Pochi giorni dopo la sua morte, avvenuta il 14 giugno 1936, così lo ricordava Mircea Eliade: «La letteratura inglese ha perso il più importante saggista contemporaneo, e il mondo cristiano uno dei suoi più preziosi apologeti. L’Inghilterra è più triste e smarrita dopo la scomparsa di G.K. Chesterton. Le eresie moderne potranno diffondersi liberamente. Non ci sarà più la penna pungente di G. K. C. ad aspettarle. Non troveranno più l’avversario inarrivabile nella controversia, la sua sana intelligenza e il suo disarmante ottimismo. The Laughingh philosopher è stato chiamato. Il filosofo che ride. Ride perché è sfuggito al marchio della stupidità pretenziosa, perché ha smascherato l’immane stoltezza e l’insincerità che si celano dietro le eresie e le filosofie popolari. Ma ride al tempo stesso perché la vita è un romanzo sentimentale, perché il miracolo si compie senza sosta attorno a noi, perché la salvezza è certa… Innocenzo Smith ci fa vedere benissimo che abbiamo perduto il senso del meraviglioso proprio perché lo cerchiamo, invece di vedere che è in mezzo a noi. Cerchiamo il miracoloso ed il romantico, come cerchiamo la felicità, l’amore perfetto e la saggezza, senza accorgerci che sono intorno a noi, in attesa che li vediamo».

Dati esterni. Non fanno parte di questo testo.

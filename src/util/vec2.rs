use serde::{Deserialize, Serialize};
use std::ops::{Add, AddAssign, Mul, MulAssign, Neg, Sub};

/// 2D vector for movement and bullet integration
#[derive(Debug, Clone, Copy, Default, Serialize, Deserialize, PartialEq)]
pub struct Vec2 {
    pub x: f32,
    pub y: f32,
}

impl Vec2 {
    pub const ZERO: Vec2 = Vec2 { x: 0.0, y: 0.0 };
    pub const UP: Vec2 = Vec2 { x: 0.0, y: -1.0 };
    pub const DOWN: Vec2 = Vec2 { x: 0.0, y: 1.0 };
    pub const LEFT: Vec2 = Vec2 { x: -1.0, y: 0.0 };
    pub const RIGHT: Vec2 = Vec2 { x: 1.0, y: 0.0 };

    #[inline]
    pub fn new(x: f32, y: f32) -> Self {
        Self { x, y }
    }

    #[inline]
    pub fn length(&self) -> f32 {
        self.length_sq().sqrt()
    }

    #[inline]
    pub fn length_sq(&self) -> f32 {
        self.x * self.x + self.y * self.y
    }

    /// Unit vector in the same direction, or zero for the zero vector
    pub fn normalize(&self) -> Self {
        let len = self.length();
        if len > 0.0 {
            Self {
                x: self.x / len,
                y: self.y / len,
            }
        } else {
            Self::ZERO
        }
    }

    /// Component-wise sign, with exact zero mapped to zero
    ///
    /// Used to remember which way a vehicle last moved without keeping the
    /// magnitude around.
    pub fn signum(&self) -> Self {
        fn sign(v: f32) -> f32 {
            if v > 0.0 {
                1.0
            } else if v < 0.0 {
                -1.0
            } else {
                0.0
            }
        }
        Self {
            x: sign(self.x),
            y: sign(self.y),
        }
    }

    #[inline]
    pub fn is_zero(&self) -> bool {
        self.x == 0.0 && self.y == 0.0
    }
}

impl Add for Vec2 {
    type Output = Self;
    #[inline]
    fn add(self, rhs: Self) -> Self {
        Self {
            x: self.x + rhs.x,
            y: self.y + rhs.y,
        }
    }
}

impl Sub for Vec2 {
    type Output = Self;
    #[inline]
    fn sub(self, rhs: Self) -> Self {
        Self {
            x: self.x - rhs.x,
            y: self.y - rhs.y,
        }
    }
}

impl Mul<f32> for Vec2 {
    type Output = Self;
    #[inline]
    fn mul(self, rhs: f32) -> Self {
        Self {
            x: self.x * rhs,
            y: self.y * rhs,
        }
    }
}

impl Neg for Vec2 {
    type Output = Self;
    #[inline]
    fn neg(self) -> Self {
        Self {
            x: -self.x,
            y: -self.y,
        }
    }
}

impl AddAssign for Vec2 {
    fn add_assign(&mut self, rhs: Self) {
        self.x += rhs.x;
        self.y += rhs.y;
    }
}

impl MulAssign<f32> for Vec2 {
    fn mul_assign(&mut self, rhs: f32) {
        self.x *= rhs;
        self.y *= rhs;
    }
}

#[cfg(test)]
mod tests {
    use super::*;

    fn approx_eq(a: f32, b: f32) -> bool {
        (a - b).abs() < 1e-5
    }

    #[test]
    fn test_length() {
        let v = Vec2::new(3.0, 4.0);
        assert!(approx_eq(v.length(), 5.0));
        assert!(approx_eq(v.length_sq(), 25.0));
    }

    #[test]
    fn test_normalize() {
        let v = Vec2::new(1.0, 1.0).normalize();
        assert!(approx_eq(v.length(), 1.0));
        assert!(approx_eq(v.x, std::f32::consts::FRAC_1_SQRT_2));
    }

    #[test]
    fn test_normalize_zero() {
        assert_eq!(Vec2::ZERO.normalize(), Vec2::ZERO);
    }

    #[test]
    fn test_signum() {
        assert_eq!(Vec2::new(-2.5, 0.0).signum(), Vec2::LEFT);
        assert_eq!(Vec2::new(0.0, 7.0).signum(), Vec2::DOWN);
        assert_eq!(Vec2::new(0.1, -0.1).signum(), Vec2::new(1.0, -1.0));
    }

    #[test]
    fn test_operators() {
        let mut v = Vec2::new(1.0, 2.0) + Vec2::new(3.0, 4.0);
        assert_eq!(v, Vec2::new(4.0, 6.0));
        v *= 0.5;
        assert_eq!(v, Vec2::new(2.0, 3.0));
        assert_eq!(-v - Vec2::new(1.0, 1.0), Vec2::new(-3.0, -4.0));
        v += Vec2::UP;
        assert_eq!(v, Vec2::new(2.0, 2.0));
        assert!(Vec2::ZERO.is_zero());
    }
}
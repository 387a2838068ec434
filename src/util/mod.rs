pub mod rect;
pub mod vec2;
//! Host/client synchronization over UDP

pub mod mailbox;
pub mod protocol;
pub mod transport;

pub use mailbox::Mailbox;
pub use protocol::{InputMessage, NetMessage, ProtocolError, StateMessage};
pub use transport::{resolve_host, NetError, NetSync, Role};
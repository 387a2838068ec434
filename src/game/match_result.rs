//! Match result detection
//!
//! A match is a race to the win score across rounds.

use crate::game::constants::round::WIN_SCORE;
use crate::game::state::{GameState, Side};

/// Final match result
#[derive(Debug, Clone, Copy, PartialEq, Eq)]
pub struct MatchResult {
    pub winner: Side,
    pub scores: [u32; 2],
}

impl MatchResult {
    pub fn loser(&self) -> Side {
        self.winner.opponent()
    }

    /// Points between winner and loser
    pub fn margin(&self) -> u32 {
        let [one, two] = self.scores;
        one.abs_diff(two)
    }
}

/// Side that has reached the win score, if any
///
/// Only one side can score per tick, so both reaching it is not expected;
/// the higher score wins and side one breaks an exact tie.
pub fn match_winner(scores: [u32; 2]) -> Option<Side> {
    let [one, two] = scores;
    match (one >= WIN_SCORE, two >= WIN_SCORE) {
        (false, false) => None,
        (true, false) => Some(Side::One),
        (false, true) => Some(Side::Two),
        (true, true) if two > one => Some(Side::Two),
        (true, true) => Some(Side::One),
    }
}

/// Determine the match result from game state, if the match is decided
pub fn determine_result(state: &GameState) -> Option<MatchResult> {
    let scores = state.scores();
    match_winner(scores).map(|winner| MatchResult { winner, scores })
}
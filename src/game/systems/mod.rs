pub mod arena;
pub mod physics;
pub mod powerup;
pub mod projectile;
pub mod round;
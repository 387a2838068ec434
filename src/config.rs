use std::net::{IpAddr, Ipv4Addr, SocketAddr};

use crate::game::constants::net;
use crate::game::game_loop::GameLoopConfig;

/// Runtime configuration
#[derive(Debug, Clone)]
pub struct GameConfig {
    /// Address the host binds to
    pub bind_address: IpAddr,
    /// Host port (also the default port when joining)
    pub port: u16,
    /// Minimum spacing between host snapshots
    pub snapshot_interval_ms: u64,
    /// Host treats remote input older than this as released
    pub input_stale_ms: u64,
    /// Fixed RNG seed for reproducible layouts
    pub seed: Option<u64>,
}

impl Default for GameConfig {
    fn default() -> Self {
        Self {
            bind_address: IpAddr::V4(Ipv4Addr::new(0, 0, 0, 0)),
            port: net::DEFAULT_PORT,
            snapshot_interval_ms: net::SNAPSHOT_INTERVAL_MS,
            input_stale_ms: net::INPUT_STALE_MS,
            seed: None,
        }
    }
}

impl GameConfig {
    /// Load config from environment or use defaults
    pub fn load_or_default() -> Self {
        let mut config = Self::default();

        if let Ok(addr) = std::env::var("BIND_ADDRESS") {
            if let Ok(parsed) = addr.parse() {
                config.bind_address = parsed;
            } else {
                tracing::warn!("Invalid BIND_ADDRESS '{}', using default", addr);
            }
        }

        if let Ok(port) = std::env::var("PORT") {
            if let Ok(parsed) = port.parse::<u16>() {
                if parsed > 0 {
                    config.port = parsed;
                } else {
                    tracing::warn!("PORT must be > 0, using default");
                }
            } else {
                tracing::warn!("Invalid PORT '{}', using default", port);
            }
        }

        if let Ok(interval) = std::env::var("SNAPSHOT_INTERVAL_MS") {
            match interval.parse::<u64>() {
                Ok(parsed) if (1..=1000).contains(&parsed) => config.snapshot_interval_ms = parsed,
                Ok(_) => tracing::warn!("SNAPSHOT_INTERVAL_MS must be 1-1000, using default"),
                Err(_) => tracing::warn!("Invalid SNAPSHOT_INTERVAL_MS '{}', using default", interval),
            }
        }

        if let Ok(stale) = std::env::var("INPUT_STALE_MS") {
            match stale.parse::<u64>() {
                Ok(parsed) if parsed > 0 => config.input_stale_ms = parsed,
                Ok(_) => tracing::warn!("INPUT_STALE_MS must be > 0, using default"),
                Err(_) => tracing::warn!("Invalid INPUT_STALE_MS '{}', using default", stale),
            }
        }

        if let Ok(seed) = std::env::var("GAME_SEED") {
            if let Ok(parsed) = seed.parse::<u64>() {
                config.seed = Some(parsed);
            } else {
                tracing::warn!("Invalid GAME_SEED '{}', ignoring", seed);
            }
        }

        config
    }

    /// Validate configuration after loading
    pub fn validate(&self) -> Result<(), String> {
        if self.port == 0 {
            return Err("Port cannot be 0".to_string());
        }
        if self.snapshot_interval_ms == 0 {
            return Err("snapshot_interval_ms must be at least 1".to_string());
        }
        if self.input_stale_ms < self.snapshot_interval_ms {
            return Err("input_stale_ms cannot be shorter than snapshot_interval_ms".to_string());
        }
        Ok(())
    }

    pub fn bind_addr(&self) -> SocketAddr {
        SocketAddr::new(self.bind_address, self.port)
    }

    pub fn loop_config(&self) -> GameLoopConfig {
        GameLoopConfig {
            seed: self.seed,
            snapshot_interval_ms: self.snapshot_interval_ms,
            input_stale_ms: self.input_stale_ms,
        }
    }
}
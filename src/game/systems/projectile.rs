//! Bullets: firing, flight, wall damage and vehicle hits

use crate::game::constants::{buff, bullet, vehicle};
use crate::game::state::{Bullet, BuffKind, Heading, Side, Vehicle, Wall};
use crate::util::vec2::Vec2;

/// Outcome of a bullet striking a vehicle
#[derive(Debug, Clone, Copy, PartialEq, Eq)]
pub enum HitEvent {
    /// The target's shield absorbed the hit
    Shielded { target: Side, shooter: Side },
    /// The target was destroyed and the shooter scored
    Destroyed { target: Side, shooter: Side },
}

/// What happened to a bullet during one step
#[derive(Debug, Clone, Copy, PartialEq, Eq)]
pub enum BulletStep {
    Flying,
    /// Left the arena or outlived its lifetime
    Expired,
    /// Struck a wall; `destroyed` when that hit removed it
    HitWall { destroyed: bool },
}

/// Cooldown applied after a shot, never below one tick
pub fn shot_cooldown(vehicle: &Vehicle, now_ms: u64) -> u32 {
    let base = vehicle::FIRE_COOLDOWN_TICKS;
    let ticks = if vehicle.has_buff(BuffKind::Rapid, now_ms) {
        (base as f32 * buff::RAPID_COOLDOWN_FACTOR) as u32
    } else {
        base
    };
    ticks.max(1)
}

/// Try to fire; `None` while the cooldown is running
///
/// The bullet starts at the hull edge facing the last movement direction.
pub fn fire_bullet(vehicle: &mut Vehicle, now_ms: u64) -> Option<Bullet> {
    if !vehicle.can_fire() {
        return None;
    }

    let heading = Heading::from_direction(vehicle.last_direction);
    let (dx, dy) = heading.delta();
    let origin = Vec2::new(
        (vehicle.rect.center_x() + dx * (vehicle.rect.w / 2)) as f32,
        (vehicle.rect.center_y() + dy * (vehicle.rect.h / 2)) as f32,
    );

    vehicle.cooldown = shot_cooldown(vehicle, now_ms);
    Some(Bullet::new(origin, heading, vehicle.side))
}

/// Move one bullet a single step and apply wall damage
///
/// A wall whose hp reaches zero is removed from `walls` in the same step.
pub fn advance_bullet(b: &mut Bullet, walls: &mut Vec<Wall>) -> BulletStep {
    if !b.active {
        return BulletStep::Expired;
    }

    b.position += b.heading.to_vec2() * bullet::SPEED;
    b.frames_alive += 1;

    if b.frames_alive > bullet::MAX_ALIVE_TICKS || b.is_out_of_bounds() {
        b.active = false;
        return BulletStep::Expired;
    }

    let hit_box = b.hit_box();
    if let Some(idx) = walls.iter().position(|w| hit_box.intersects(&w.rect)) {
        b.active = false;
        let destroyed = walls[idx].take_hit();
        if destroyed {
            walls.remove(idx);
        }
        return BulletStep::HitWall { destroyed };
    }

    BulletStep::Flying
}

/// Step every bullet and drop the ones that stopped; returns walls destroyed
pub fn advance_bullets(bullets: &mut Vec<Bullet>, walls: &mut Vec<Wall>) -> usize {
    let mut destroyed = 0;
    for b in bullets.iter_mut() {
        if let BulletStep::HitWall { destroyed: true } = advance_bullet(b, walls) {
            destroyed += 1;
        }
    }
    bullets.retain(|b| b.active);
    destroyed
}

/// Check bullets against the opposing vehicles
///
/// At most one hit is resolved per call so a single tick can never score
/// twice. Vehicle one is tested before vehicle two for each bullet.
pub fn resolve_vehicle_hits(
    bullets: &mut [Bullet],
    vehicles: &mut [Vehicle; 2],
    now_ms: u64,
) -> Option<HitEvent> {
    for b in bullets.iter_mut().filter(|b| b.active) {
        let hit_box = b.hit_box();
        for target in Side::BOTH {
            if b.owner == target {
                continue;
            }
            let victim = &vehicles[target.index()];
            if !victim.alive || !hit_box.intersects(&victim.rect) {
                continue;
            }

            b.active = false;
            let shooter = b.owner;
            let victim = &mut vehicles[target.index()];
            if victim.has_buff(BuffKind::Shield, now_ms) {
                victim.buffs.consume(BuffKind::Shield);
                return Some(HitEvent::Shielded { target, shooter });
            }

            victim.alive = false;
            vehicles[shooter.index()].award_point();
            return Some(HitEvent::Destroyed { target, shooter });
        }
    }
    None
}
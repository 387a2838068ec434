//! Vehicle movement and wall collision
//!
//! Movement is resolved one axis at a time: apply the horizontal step and
//! push out of any wall, then the vertical step. Resolving both axes at once
//! lets a diagonal move slip through wall corners.

use crate::game::constants::{arena, buff, vehicle};
use crate::game::input::{Action, ControlState};
use crate::game::state::{BuffKind, Vehicle, Wall};
use crate::util::vec2::Vec2;

/// Raw direction from the four movement buttons, each component in -1..=1
pub fn movement_direction(controls: &dyn ControlState) -> Vec2 {
    let axis = |neg: Action, pos: Action| -> f32 {
        let mut v = 0.0;
        if controls.is_held(neg) {
            v -= 1.0;
        }
        if controls.is_held(pos) {
            v += 1.0;
        }
        v
    };
    Vec2::new(
        axis(Action::Left, Action::Right),
        axis(Action::Up, Action::Down),
    )
}

/// Units per tick for this vehicle right now
pub fn movement_speed(vehicle: &Vehicle, now_ms: u64) -> f32 {
    if vehicle.has_buff(BuffKind::Speed, now_ms) {
        vehicle::SPEED * buff::SPEED_FACTOR
    } else {
        vehicle::SPEED
    }
}

/// Move a vehicle for one tick from its controls
///
/// Returns true when any movement button was held.
pub fn move_vehicle(
    vehicle: &mut Vehicle,
    controls: &dyn ControlState,
    walls: &[Wall],
    now_ms: u64,
) -> bool {
    let raw = movement_direction(controls);
    if raw.is_zero() {
        // Still clamp: a snapshot or reset may have left it out of bounds
        vehicle.rect.clamp_within(arena::WIDTH, arena::HEIGHT);
        return false;
    }

    let movement = raw.normalize() * movement_speed(vehicle, now_ms);
    vehicle.last_direction = raw.signum();
    move_and_collide(vehicle, movement, walls);
    true
}

/// Apply a displacement with per-axis wall resolution, then clamp to the arena
pub fn move_and_collide(vehicle: &mut Vehicle, movement: Vec2, walls: &[Wall]) {
    let rect = &mut vehicle.rect;

    rect.x += movement.x as i32;
    for wall in walls {
        if rect.intersects(&wall.rect) {
            if movement.x > 0.0 {
                rect.set_right(wall.rect.left());
            } else if movement.x < 0.0 {
                rect.x = wall.rect.right();
            }
        }
    }

    rect.y += movement.y as i32;
    for wall in walls {
        if rect.intersects(&wall.rect) {
            if movement.y > 0.0 {
                rect.set_bottom(wall.rect.top());
            } else if movement.y < 0.0 {
                rect.y = wall.rect.bottom();
            }
        }
    }

    rect.clamp_within(arena::WIDTH, arena::HEIGHT);
}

In quegli stessi giorni anche il Papa, Pio XI , lo ricordò nominandolo defensor fidei e un po’ tutti i successivi romani pontefici si intrattennero con le sapide pagine del “filosofo che ride”. Nella seconda pagina de «L’Osservatore Romano» del 24 settembre 1922, nel celebrare la conversione al cattolicesimo avvenuta il 30 luglio di quell’anno, compare un articolo firmato da Enrico Furst con il titolo grande e semplicissimo di Chesterton che indica quanto questo autore, oggi un po’ sbiadito nella memoria dei lettori, fosse all’epoca un vero monumento, un intellettuale imponente (e ingombrante) di cui tutti più o meno erano costretti a occuparsi. Il trauma che visse l’Inghilterra fu notevole e anche per lo scrittore non fu un passo semplice da compiere, al punto che l’autore dell’articolo sul nostro quotidiano si sente quasi in dovere di chiuderlo con queste parole: «Però anche da questo lato egli ha motivo d’esser lieto se, perduta una nazione, in compenso ha guadagnato un mondo». Il giorno stesso in cui avvenne la conversione si celebrò il rito del battesimo e il corpulento scrittore inchinò il capo per ricevere l’acqua del sacramento, dopo di che compose e pronunciò questi versi pieni di grata letizia: «Dopo un momento che, / piegato il capo, / crollato il mondo, poi ritornò dritto, / uscii fuori (…) I saggi hanno cento mappe / che disegnano universi fitti come alberi, / scuotono la ragione con mille setacci / che accantonano la sabbia / e lasciano filtrare l’oro;/ per me tutto ciò vale meno della polvere / perché il mio nome è Lazzaro e sono vivo».

di ANDREA MONDA

Al Meeting

Una primizia impreziosisce il Meeting per l’amicizia fra i popoli 2022, che inaugura il suo programma di spettacoli sabato 20 agosto al teatro Galli di Rimini: si tratta della prima messa in scena italiana de La sorpresa , una fra le opere meno conosciute di Gilbert Keith Chesterton (scritta nel 1931 e pubblicata postuma nel 1952) dalla quale trae ispirazione la rappresentazione di Liberi tutti! , una produzione originale a firma di Otello Cenci e Giampiero Pizzol. «Mentre cercavo di comporre un programma legato al tema del Meeting, ovvero la passione per l’uomo,  — spiega Otello Cenci, direttore artistico della sezione spettacoli del Meeting  — mi sono imbattuto nel testo di Chesterton. L’argomento era perfetto. Abbiamo usato i suoi due atti e ne abbiamo aggiunto un terzo».